The AI has access to a set of tools grouped by purpose. You don't address tools directly — the AI picks them based on what you ask.

Sound Design (6 tools)

Tool	What it does
generate_preset	Creates a new preset from a natural-language description.
describe_preset	Writes a short musician-facing description of an existing preset.
suggest_presets	Recommends presets from your library that fit a query.
list_presets	Lists presets in your library with filters (name, source, genre, slot).
inspect_preset	Reads back the parameter set of a specific preset for the AI to reason about.
push_preset	Sends a preset to its device slot.

Device Control (8 tools)

Tool	What it does
get_device_status	Reads the live device state — current preset slot, key/scale, effect block on/off.
select_preset	Switches the device's active preset.
toggle_effect	Turns an effect block on or off on the active preset.
set_key_scale	Sets the device's global key and scale.
get_mixer	Reads mixer-block levels (harmony, doubling, wet sends).
set_mixer	Writes mixer-block levels — the canonical lever for "make X louder."
list_preset_params	Looks up parameter names so the AI can write surgically. The AI calls this when it's not sure of a parameter's exact name.
set_preset_param	Writes a specific parameter on the active preset by name.
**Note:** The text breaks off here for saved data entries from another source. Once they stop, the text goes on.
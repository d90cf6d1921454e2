//! Per-kind steering strategies.
//!
//! Every strategy is a function of the agent's own state plus a read-only
//! [`SteerContext`] and returns a desired velocity for this tick. Separation,
//! drift and terrain collision are applied afterwards by the dispatcher.

use bevy::prelude::*;
use rand::rngs::StdRng;

use crate::game::scent::tracker::TrackerScent;
use crate::game::scent::ScentTrail;
use crate::game::simulation::{AgentTable, SimConfig, Targets};
use crate::game::spatial_index::SpatialIndex;
use crate::game::terrain::TerrainQuery;
use crate::game::types::{AgentId, AgentKind};

pub mod chase;
pub mod dog;
pub mod solitary;
pub mod tracker;
pub mod train_head;
pub mod wall_hug;
pub mod wander;


pub use dog::{DogMode, DogState};
pub use solitary::{BandCounts, SolitaryState};
pub use tracker::TrackerState;
pub use train_head::TrainHeadState;
pub use wall_hug::WallHugState;
pub use wander::WanderState;

/// Kinematic snapshot of the agent being steered.
#[derive(Clone, Copy, Debug, PartialEq)]
pub struct Body {
    pub id: AgentId,
    pub pos: Vec2,
    pub radius: f32,
    /// Current speed after decay.
    pub speed: f32,
    /// `speed / initial_speed`, used to scale kind-specific speeds.
    pub speed_ratio: f32,
    pub last_move: Vec2,
}

/// Everything a strategy may read. Nothing in here is mutated during steering.
pub struct SteerContext<'a> {
    pub tick: u64,
    pub now_ms: u64,
    pub config: &'a SimConfig,
    pub terrain: &'a dyn TerrainQuery,
    pub index: &'a SpatialIndex,
    pub trail: &'a ScentTrail,
    pub targets: &'a Targets,
    /// Other agents. The agent being steered is not in the table while it runs.
    pub agents: &'a AgentTable,
}

/// Output of one strategy call.
#[derive(Clone, Copy, Debug, Default, PartialEq)]
pub struct Steer {
    pub velocity: Vec2,
    /// Agent bitten this tick.
    pub bite: Option<AgentId>,
}

impl Steer {
    pub fn moving(velocity: Vec2) -> Self {
        Self { velocity, bite: None }
    }

    pub fn still() -> Self {
        Self::default()
    }
}

/// Behavior variant plus its private state.
#[derive(Clone, Debug)]
pub enum Behavior {
    Normal(WanderState),
    Tracker(TrackerState),
    WallHugger(WallHugState),
    Train(TrainHeadState),
    SpacingSeeker(SolitaryState),
    PursuitDog(DogState),
}

impl Behavior {
    pub fn kind(&self) -> AgentKind {
        match self {
            Behavior::Normal(_) => AgentKind::Normal,
            Behavior::Tracker(_) => AgentKind::Tracker,
            Behavior::WallHugger(_) => AgentKind::WallHugger,
            Behavior::Train(_) => AgentKind::Train,
            Behavior::SpacingSeeker(_) => AgentKind::SpacingSeeker,
            Behavior::PursuitDog(_) => AgentKind::PursuitDog,
        }
    }

    pub fn steer(&mut self, body: &Body, ctx: &SteerContext, rng: &mut StdRng) -> Steer {
        match self {
            Behavior::Normal(wander) => {
                let sight = ctx.config.agent.sight_range;
                match ctx.targets.nearest_within(body.pos, sight) {
                    Some(party) => Steer::moving(chase::direct(body, party.pos)),
                    None => Steer::moving(wander::wander(wander, body, ctx.terrain, ctx.now_ms, rng)),
                }
            }
            Behavior::Tracker(state) => state.steer(body, ctx, rng),
            Behavior::WallHugger(state) => state.steer(body, ctx, rng),
            Behavior::Train(state) => state.steer(body, ctx, rng),
            Behavior::SpacingSeeker(state) => state.steer(body, ctx),
            Behavior::PursuitDog(state) => state.steer(body, ctx, rng),
        }
    }

    /// Terrain stopped the agent on at least one axis.
    pub fn on_wall_hit(&mut self, rng: &mut StdRng) {
        if let Behavior::PursuitDog(state) = self {
            state.on_wall_hit(rng);
        }
    }

    /// Whether separation should push this agent away from `other`.
    pub fn separates_from(&self, other: AgentKind) -> bool {
        match self {
            Behavior::PursuitDog(_) => other == AgentKind::PursuitDog,
            _ => true,
        }
    }

    pub fn tracker_scent(&self) -> Option<&TrackerScent> {
        match self {
            Behavior::Tracker(state) => Some(&state.scent),
            _ => None,
        }
    }

    pub fn tracker_scent_mut(&mut self) -> Option<&mut TrackerScent> {
        match self {
            Behavior::Tracker(state) => Some(&mut state.scent),
            _ => None,
        }
    }

    pub fn wall_hug_mut(&mut self) -> Option<&mut WallHugState> {
        match self {
            Behavior::WallHugger(state) => Some(state),
            _ => None,
        }
    }

    pub fn train_head(&self) -> Option<&TrainHeadState> {
        match self {
            Behavior::Train(state) => Some(state),
            _ => None,
        }
    }

    pub fn train_head_mut(&mut self) -> Option<&mut TrainHeadState> {
        match self {
            Behavior::Train(state) => Some(state),
            _ => None,
        }
    }
}
use serde::{Deserialize, Serialize};

/// Stable identity of a simulated agent.
///
/// Ids are handed out in increasing order and never reused, so ordering by
/// id is ordering by creation. Iteration, tie-breaks and train precedence
/// all rely on that.
#[derive(Clone, Copy, Debug, Default, PartialEq, Eq, PartialOrd, Ord, Hash, Serialize, Deserialize)]
pub struct AgentId(pub u32);

/// Identity of a convoy record owned by the train manager.
#[derive(Clone, Copy, Debug, Default, PartialEq, Eq, PartialOrd, Ord, Hash, Serialize, Deserialize)]
pub struct TrainId(pub u32);

/// Behavior family of an agent, as seen by spawning, rendering and bucketing.
#[derive(Clone, Copy, Debug, PartialEq, Eq, PartialOrd, Ord, Hash, Serialize, Deserialize)]
pub enum AgentKind {
    Normal,
    Tracker,
    WallHugger,
    Train,
    SpacingSeeker,
    PursuitDog,
}

impl AgentKind {
    pub const ALL: [AgentKind; 6] = [
        AgentKind::Normal,
        AgentKind::Tracker,
        AgentKind::WallHugger,
        AgentKind::Train,
        AgentKind::SpacingSeeker,
        AgentKind::PursuitDog,
    ];
}

/// Monotonic id allocator.
#[derive(Debug, Clone)]
pub struct IdAllocator {
    next: u32,
}

impl Default for IdAllocator {
    fn default() -> Self {
        Self { next: 1 }
    }
}

impl IdAllocator {
    pub fn next_raw(&mut self) -> u32 {
        let id = self.next;
        self.next += 1;
        id
    }

    pub fn peek(&self) -> u32 {
        self.next
    }
}

impl std::fmt::Display for AgentId {
    fn fmt(&self, f: &mut std::fmt::Formatter<'_>) -> std::fmt::Result {
        write!(f, "agent#{}", self.0)
    }
}

impl std::fmt::Display for TrainId {
    fn fmt(&self, f: &mut std::fmt::Formatter<'_>) -> std::fmt::Result {
        write!(f, "train#{}", self.0)
    }
}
Songs & Setlists (7 tools)

Tool	What it does
create_song	Builds a new song with cues from a natural-language description.
list_songs	Lists songs in your library.
get_song	Reads back a specific song's cue structure.
create_setlist	Builds a setlist from a description.
list_setlists	Lists setlists in your library.
get_setlist	Reads back a specific setlist's entries.
enrich_lyrics	Fills in or refines per-cue brief lyrics for songs.

Ranking (1 tool)

Tool	What it does
rank_presets	Ranks a list of preset candidates by fit for a query — used internally to refine suggestion results.

Undo (1 tool)

Tool	What it does
undo_last_action	Pops the single most-recent thing the AI created (preset, song, or setlist) off the stack and deletes it. The stack resets when you restart the app.

AI Skills

User-editable markdown files that give the AI extra domain knowledge — the same idea as system-prompt "expertise notes," but per-topic.

How they work

Trigger matching — case-insensitive substring match. The AI loads a skill into context when your chat message contains any of the skill's trigger keywords.
Priority — higher priority skills are injected first when multiple match.
Token budget — up to 2000 tokens total can be injected per turn across all matching skills. Anything beyond that budget is dropped.
Disabled vs deleted — the Settings UI's per-skill toggle flips the enabled: false frontmatter flag, keeping the file on disk for later re-enable. Delete removes the file entirely.

The 25 starter skills

On first launch, VL Studio seeds your skills directory with 25 bundled skills covering the vocal blocks (harmony, doubling, delay, reverb, hardtune, synth, transducer, micromod, choir, rhythmic, stutter), the guitar blocks (amp, comp, wah, micromod, delay, reverb, rhythmic, octaver), and core concepts (preset basics, HIT function, NaturalPlay & key/scale, tempo & clocks, mix routing, global effects).

Each shipped skill tells the AI things like "when to use HardTune Pop style," "what a typical reverb decay for a ballad is," or "where the user-facing harmony loudness lever actually lives" — context that goes beyond what the AI can derive from a preset's parameters alone.

For the full file format spec (YAML frontmatter + body), see AI Skills (.md).

Voice input details

VL Studio uses Whisper for offline speech recognition with three model tiers, each downloadable from Hugging Face:

Tier	Model	Approximate size
Fast	`ggml-tiny.en.bin`	~75 MB
Balanced	`ggml-base.en.bin`	~142 MB
Accurate	`ggml-small.en-q5.bin`	~181 MB

The Fast model is bundled in the application and works without internet. The Balanced and Accurate models are downloaded on demand the first time you switch to them (Settings → Voice → download).

The voice mic in the chat input field captures audio, sends it to Whisper, and drops the transcript into the input field for you to review — no auto-send. Edit anything Whisper misheard, then click Send.

The nav-bar Mic is a separate path: it runs the voice command, fires the chat round in the background, and shows the AI's reply as a toast so the current page stays put. Use it during performance or any time you don't want chat to take focus.

Provider configuration

Claude

Native multi-round tool calling. Recommended default for chat.

Max tokens defaults — 8192 for tool-using tasks (chat, generate, suggest); 4096 for text-only describe.
Models — configured per provider plus per-task overrides.

Gemini

No native tool-calling. Eligible for chat as text-only (the chat dropdown labels it as such). Cheap alternative for describe / enrich / suggest tasks.

OpenAI-compatible

Works with any endpoint that speaks the OpenAI function-calling format. Per-provider fields:

base_url, api_key, model, supports_tools toggle, timeout_secs
Inference overrides: temperature, max_tokens, context_window (defaults to 32,768 if unset)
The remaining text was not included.